Ceneda Davide, Andrienko Natalia, Andrienko Gennady, Gschwandtner Theresia, Miksch Silvia, Piccolotto Nikolaus, Schreck Tobias, Streit Marc, Suschnigg Josef, Tominski Christian
Vienna University of Technology Austria.
Fraunhofer Institute IAIS Germany.
Comput Graph Forum. 2020 Sep;39(6):269-288. doi: 10.1111/cgf.14017. Epub 2020 May 16.
Guidance is an emerging topic in the field of visual analytics. Guidance can support users in pursuing their analytical goals more efficiently and help in making the analysis successful.

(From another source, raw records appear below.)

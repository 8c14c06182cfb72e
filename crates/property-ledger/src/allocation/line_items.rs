use super::domain::{AllocationRule, LineItem, Transaction, TransactionType};

/// The full set of line items a transaction should carry after a rule assigns `type_id`.
///
/// Existing items are kept and retagged. A transaction without items gets one
/// item mirroring it, booked at the absolute amount.
pub fn resolve_line_items<K: Copy>(
    existing: &[LineItem<K>],
    type_id: K,
    transaction: &Transaction,
) -> Vec<LineItem<K>> {
    if !existing.is_empty() {
        return existing
            .iter()
            .map(|item| LineItem {
                type_id,
                ..item.clone()
            })
            .collect();
    }

    let amount = transaction.amount.abs();
    vec![LineItem {
        id: None,
        type_id,
        property_id: transaction.property_id,
        transaction_id: transaction.id,
        description: transaction.description.clone().unwrap_or_default(),
        amount,
        quantity: 1,
        total_amount: amount,
        accounting_date: transaction.accounting_date,
    }]
}

/// Standard assignment: set the rule's transaction type and retag or synthesize its line items.
pub fn assign_rule(transaction: &Transaction, rule: &AllocationRule) -> Transaction {
    let mut updated = transaction.clone();
    updated.transaction_type = rule.transaction_type;

    match (rule.transaction_type, rule.expense_type_id, rule.income_type_id) {
        (TransactionType::Expense, Some(expense_type_id), _) => {
            updated.expenses = resolve_line_items(&transaction.expenses, expense_type_id, transaction);
        }
        (TransactionType::Income, _, Some(income_type_id)) => {
            updated.incomes = resolve_line_items(&transaction.incomes, income_type_id, transaction);
        }
        _ => {}
    }

    updated
}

However, it is not clear how guidance approaches should be designed and what specific factors should be considered for effective support. In this paper, we approach this problem from the perspective of guidance designers. We present a framework comprising requirements and a set of specific phases designers should go through when designing guidance for visual analytics. We relate this process with a set of quality criteria we aim to support with our framework, that are necessary for obtaining a suitable and effective guidance solution. To demonstrate the practical usability of our methodology, we apply our framework to the design of guidance in three analysis scenarios and a design walk-through session. Moreover, we list the emerging challenges and report how the framework can be used to design guidance solutions that mitigate these issues.

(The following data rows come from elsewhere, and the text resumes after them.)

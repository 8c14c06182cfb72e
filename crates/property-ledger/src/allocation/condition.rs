use rust_decimal::prelude::ToPrimitive;
use serde::{Deserialize, Serialize};

use super::domain::Transaction;
use super::validation::RuleValidationError;

/// Stored shape of a condition. This is what round-trips through persistence.
#[derive(Debug, Clone, PartialEq, Eq, Hash, Serialize, Deserialize)]
pub struct ConditionSpec {
    pub field: String,
    pub operator: String,
    pub value: String,
}

impl ConditionSpec {
    pub fn new(
        field: impl Into<String>,
        operator: impl Into<String>,
        value: impl Into<String>,
    ) -> Self {
        Self {
            field: field.into(),
            operator: operator.into(),
            value: value.into(),
        }
    }
}

#[derive(Debug, Clone, Copy, PartialEq, Eq, Hash)]
pub enum TextField {
    Sender,
    Receiver,
    Description,
}

impl TextField {
    pub const fn key(self) -> &'static str {
        match self {
            Self::Sender => "sender",
            Self::Receiver => "receiver",
            Self::Description => "description",
        }
    }

    fn value_of(self, transaction: &Transaction) -> &str {
        let value = match self {
            Self::Sender => transaction.sender.as_deref(),
            Self::Receiver => transaction.receiver.as_deref(),
            Self::Description => transaction.description.as_deref(),
        };
        value.unwrap_or("")
    }
}

#[derive(Debug, Clone, Copy, PartialEq, Eq, Hash)]
pub enum TextOperator {
    Equals,
    Contains,
}

impl TextOperator {
    pub const fn key(self) -> &'static str {
        match self {
            Self::Equals => "equals",
            Self::Contains => "contains",
        }
    }
}

#[derive(Debug, Clone, Copy, PartialEq, Eq, Hash)]
pub enum AmountOperator {
    Equals,
    GreaterThan,
    LessThan,
}

impl AmountOperator {
    pub const fn key(self) -> &'static str {
        match self {
            Self::Equals => "equals",
            Self::GreaterThan => "greaterThan",
            Self::LessThan => "lessThan",
        }
    }
}

pub const AMOUNT_FIELD: &str = "amount";

/// A condition whose operator is always legal for its field.
#[derive(Debug, Clone, PartialEq, Eq, Hash, Serialize, Deserialize)]
#[serde(try_from = "ConditionSpec", into = "ConditionSpec")]
pub enum AllocationCondition {
    Amount {
        operator: AmountOperator,
        value: String,
    },
    Text {
        field: TextField,
        operator: TextOperator,
        value: String,
    },
}

impl AllocationCondition {
    pub fn amount(operator: AmountOperator, value: impl Into<String>) -> Self {
        Self::Amount {
            operator,
            value: value.into(),
        }
    }

    pub fn text(field: TextField, operator: TextOperator, value: impl Into<String>) -> Self {
        Self::Text {
            field,
            operator,
            value: value.into(),
        }
    }

    pub fn matches(&self, transaction: &Transaction) -> bool {
        matches(transaction, self)
    }
}

impl TryFrom<ConditionSpec> for AllocationCondition {
    type Error = RuleValidationError;

    fn try_from(spec: ConditionSpec) -> Result<Self, Self::Error> {
        let ConditionSpec {
            field,
            operator,
            value,
        } = spec;

        let text_field = match field.as_str() {
            AMOUNT_FIELD => {
                let operator = match operator.as_str() {
                    "equals" => AmountOperator::Equals,
                    "greaterThan" => AmountOperator::GreaterThan,
                    "lessThan" => AmountOperator::LessThan,
                    _ => return Err(RuleValidationError::InvalidOperator { field, operator }),
                };
                return Ok(Self::Amount { operator, value });
            }
            "sender" => TextField::Sender,
            "receiver" => TextField::Receiver,
            "description" => TextField::Description,
            _ => return Err(RuleValidationError::UnknownField(field)),
        };

        let operator = match operator.as_str() {
            "equals" => TextOperator::Equals,
            "contains" => TextOperator::Contains,
            _ => return Err(RuleValidationError::InvalidOperator { field, operator }),
        };

        Ok(Self::Text {
            field: text_field,
            operator,
            value,
        })
    }
}

impl From<AllocationCondition> for ConditionSpec {
    fn from(condition: AllocationCondition) -> Self {
        match condition {
            AllocationCondition::Amount { operator, value } => {
                ConditionSpec::new(AMOUNT_FIELD, operator.key(), value)
            }
            AllocationCondition::Text {
                field,
                operator,
                value,
            } => ConditionSpec::new(field.key(), operator.key(), value),
        }
    }
}

/// Parse a condition amount, accepting a comma as the decimal separator.
///
/// The comma is substituted with a dot and the longest numeric prefix is read,
/// so `"238,40"` is `238.4` and `"12 e"` is `12`. Thousands separators are not
/// understood: `"1.234,56"` becomes `"1.234.56"` and parses as `1.234`.
/// Input without a numeric prefix, including the empty string, yields NaN.
pub fn parse_condition_amount(raw: &str) -> f64 {
    let normalized = raw.trim().replace(',', ".");
    let prefix = numeric_prefix(&normalized);
    if prefix.is_empty() {
        return f64::NAN;
    }
    prefix.parse::<f64>().unwrap_or(f64::NAN)
}

fn numeric_prefix(input: &str) -> &str {
    let bytes = input.as_bytes();
    let digits_until = |mut at: usize| {
        while at < bytes.len() && bytes[at].is_ascii_digit() {
            at += 1;
        }
        at
    };

    let mut end = usize::from(matches!(bytes.first(), Some(b'+' | b'-')));
    let integer_start = end;
    end = digits_until(end);
    let mut significant = end - integer_start;

    if bytes.get(end) == Some(&b'.') {
        let fraction_end = digits_until(end + 1);
        let fraction = fraction_end - (end + 1);
        if significant + fraction > 0 {
            significant += fraction;
            end = fraction_end;
        }
    }

    if significant == 0 {
        return "";
    }

    if matches!(bytes.get(end), Some(b'e' | b'E')) {
        let mut exponent = end + 1;
        if matches!(bytes.get(exponent), Some(b'+' | b'-')) {
            exponent += 1;
        }
        let exponent_end = digits_until(exponent);
        if exponent_end > exponent {
            end = exponent_end;
        }
    }

    &input[..end]
}

/// Decide whether one condition matches one transaction.
///
/// Amounts compare on absolute values; text compares case-insensitively.
/// A NaN on either side never matches.
pub fn matches(transaction: &Transaction, condition: &AllocationCondition) -> bool {
    match condition {
        AllocationCondition::Amount { operator, value } => {
            let actual = transaction.amount.abs().to_f64().unwrap_or(f64::NAN);
            let expected = parse_condition_amount(value).abs();
            match operator {
                AmountOperator::Equals => actual == expected,
                AmountOperator::GreaterThan => actual > expected,
                AmountOperator::LessThan => actual < expected,
            }
        }
        AllocationCondition::Text {
            field,
            operator,
            value,
        } => {
            let actual = field.value_of(transaction).to_lowercase();
            let expected = value.to_lowercase();
            match operator {
                TextOperator::Equals => actual == expected,
                TextOperator::Contains => actual.contains(&expected),
            }
        }
    }
}

/// AND across all conditions. An empty list is vacuously true.
pub fn matches_all(transaction: &Transaction, conditions: &[AllocationCondition]) -> bool {
    conditions
        .iter()
        .all(|condition| condition.matches(transaction))
}

/// Evaluate an unvalidated stored condition; unknown fields or operators never match.
pub fn matches_spec(transaction: &Transaction, spec: &ConditionSpec) -> bool {
    AllocationCondition::try_from(spec.clone())
        .map(|condition| matches(transaction, &condition))
        .unwrap_or(false)
}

引导是视觉分析领域中一个新兴的话题。引导可以帮助用户更高效地实现其分析目标,并有助于使分析取得成功。然而,目前尚不清楚引导方法应如何设计,以及为了提供有效的支持应考虑哪些具体因素。在本文中,我们从引导设计者的角度来探讨这个问题。我们提出了一个框架,该框架包括需求以及设计者在为视觉分析设计引导时应经历的一组特定阶段。我们将这个过程与一组质量标准相关联,我们旨在通过我们的框架来支持这些标准,这些标准对于获得合适且有效的引导解决方案是必要的。为了证明我们方法的实际可用性,我们将我们的框架应用于三种分析场景中的引导设计以及一次设计演练环节。此外,我们列出了新出现的挑战,并报告了该框架如何用于设计能够缓解这些问题的引导解决方案。